# Helping Students Visualize Skew

This week during my statistics classes’ final review time for their term final, I had a small idea I wish I’d had years ago.

Early in the course, we talked about means and medians as centers of data and how these values were nearly identical in roughly symmetric data sets.  However, when there are extreme or outlier values on only one side of the center, the more extreme-sensitive mean would be “pulled” in the direction of those outliers.  In simple cases like this, the pull of the extreme values is said to “skew” the data in the direction of the extremes.  Admittedly, in more complicated data sets with one long tail and one heavy tail, skew can be difficult to visualize, but in early statistics classes with appropriate warnings, I’ve found it sufficient to discuss basic skew in terms of the pull of extreme values on the mean.

Despite my efforts to help students understand the direction of skew relative to the tails of a data set, I’ve noticed that many still describe first the side where the “data piles up” before declaring the skew to be the opposite.  For example, using a histogram (below) of data from my school last week where students were given a week to guess the number of Skittles in glass jar, several of my students continued to note that the data “piled up” on the left, so the skew was right, or positive.

SIDE NOTE:  There were actually 838 Skittles in the jar.  Clearly most of the students seriously underestimated the total with a few extremely hopeful outliers to the far right.

While my students can properly identify the right skew of this data set, I remained bothered by the mildly convoluted approach they persistently used to determine the skew.  I absolutely understand why their eyes are drawn to the left-side pile up, but I wondered if there was another way I could visualize skew that might get them to look first in the skewed direction.  That’s when I wondered about the possibility of describing the “stretchiness” of skew via boxplots.  Nearly symmetric data have nearly symmetric box plots, but extreme or outlier values would notably pull the whiskers of the boxplot or appear as outlier dots on the ends.

If my first visualization of the Skittles data was with a boxplot (below) would that have made it any easier to see the extreme right-side pull on the Skittles data or would they see the box on the left and then declare right skew?

Is it possible the longer right whisker and several right-side outliers in this boxplot make it easier to see right skewness directly rather than as the opposite of the data’s left-side pile up side?  It’ll be the start of class in Fall 2016 before I can try out this idea.

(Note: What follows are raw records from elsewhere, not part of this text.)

// dryrun/core/api/src/lib.rs

// JSON-RPC surface of the session sandbox
pub mod methods;
pub mod metrics;
pub mod metrics_server;
pub mod server;
pub mod session_rpc;
pub mod types;

pub use metrics_server::MetricsServer;
pub use server::{RpcConfig, RpcServer};
pub use types::ApiError;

In the meantime, I wonder how others approach helping students see and understand skewness directly rather than as a consequence of something else.  Ideas, anyone?

### One response to “Helping Students Visualize Skew”

1. It’s been my experience that there isn’t really any conceptual misunderstandings by the students (i.e. a few outlying large[small] values can pull a measure of central tendency deceptively upwards[downwards]), but rather it’s just a matter of mixing up the nomenclature. When I first introduce the notion of skewness, and for the next several weeks, I never simply say “this distribution is skewed right”; instead I say “the distribution is being skewed to the right[left] by these few large[small] values” (as I point to the tail of the pdf/histogram or end of the long whisker in a box plot). Of course, adding the phrase “by these large/small values” conveys no more information than just the skew direction (and by the end of the next unit I’ve abandoned the redundancy) , but I think it initially helps emphasize what is causing the skew and helps them keep straight the direction reference. Also, here’s a tip I picked up at the AP reading (by Daren Starnes himself, I think) which I have found useful: he jokes with the students that “skewing” sounds a bit like “skiing”, and crouches down mimicking ski poles in hands when discussing skewing/skiing. You can draw a little stick figure skier at the peak of the distribution and show that the downhill direction of the skiing = direction of the skewing. Whenever a student in class states an erroneous direction of a skew, I crouch down and say “which way am I skiing/skewing again?”